> [PROBLEM TO SOLVE] The expected output is a copy of every line in the records with the string "bool".

== == ==

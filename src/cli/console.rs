use colored::*;
use std::io::{self, Write};

use crate::permissions::{GroupState, KnownPermission, PermissionDescriptor};
use crate::policy::PolicyIdentifier;

/// Terminal output for the policy editor with colored formatting
pub struct Console {
    heading_color: Color,
    granted_color: Color,
    custom_color: Color,
}

impl Console {
    /// Create a new Console with default colors
    pub fn new() -> Self {
        Self {
            heading_color: Color::Cyan,
            granted_color: Color::Green,
            custom_color: Color::Magenta,
        }
    }

    /// Create a new Console with custom colors
    pub fn with_colors(heading_color: Color, granted_color: Color, custom_color: Color) -> Self {
        Self {
            heading_color,
            granted_color,
            custom_color,
        }
    }

    /// Print a scope heading
    pub fn print_identifier(&self, identifier: &PolicyIdentifier) {
        let label = if identifier.is_all_code() {
            identifier.to_string().color(self.heading_color).bold().italic()
        } else {
            identifier.to_string().color(self.heading_color).bold()
        };
        println!("{} {}", "Scope:".color(self.heading_color), label);
    }

    /// Print one category with a check box
    pub fn print_permission(&self, permission: KnownPermission, granted: bool) {
        if granted {
            println!(
                "  {} {:<26} {}",
                "[x]".color(self.granted_color).bold(),
                permission.name().color(self.granted_color),
                permission.description()
            );
        } else {
            println!(
                "  {} {:<26} {}",
                "[ ]".bright_black(),
                permission.name().bright_black(),
                permission.description().bright_black()
            );
        }
    }

    /// Print a group heading with its tri-state marker
    pub fn print_group(&self, title: &str, state: GroupState) {
        let marker = match state {
            GroupState::All => "[x]".color(self.granted_color).bold(),
            GroupState::Mixed => "[~]".yellow().bold(),
            GroupState::None => "[ ]".bright_black(),
        };
        println!("{} {}", marker, title.bold());
    }

    /// Print a permission outside the catalog
    pub fn print_custom(&self, permission: &PermissionDescriptor) {
        println!(
            "  {} {}",
            "custom".color(self.custom_color).bold(),
            permission.to_permission_string()
        );
    }

    /// Print a newline
    pub fn println(&self) {
        println!();
    }

    /// Print a system message (info, notices)
    pub fn print_system(&self, message: &str) {
        println!("{} {}", "System:".yellow().bold(), message);
    }

    /// Print a success message
    pub fn print_success(&self, message: &str) {
        println!("{} {}", "✓".green().bold(), message);
    }

    /// Print an error message
    pub fn print_error(&self, error: &str) {
        eprintln!("{} {}", "Error:".red().bold(), error);
    }

    /// Print a separator line
    pub fn print_separator(&self) {
        println!("{}", "-".repeat(60).bright_black());
    }

    /// Ask a yes/no question on stdin; anything but `y`/`yes` is no
    pub fn confirm(&self, question: &str) -> io::Result<bool> {
        print!("{} {} ", question.yellow().bold(), "[y/N]".bright_black());
        io::stdout().flush()?;

        let mut input = String::new();
        io::stdin().read_line(&mut input)?;
        Ok(matches!(input.trim().to_lowercase().as_str(), "y" | "yes"))
    }
}

impl Default for Console {
    fn default() -> Self {
        Self::new()
    }
}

== == ==

> [YOUR RESPONSE]
    pub fn print_permission(&self, permission: KnownPermission, granted: bool) {
    pub fn confirm(&self, question: &str) -> io::Result<bool> {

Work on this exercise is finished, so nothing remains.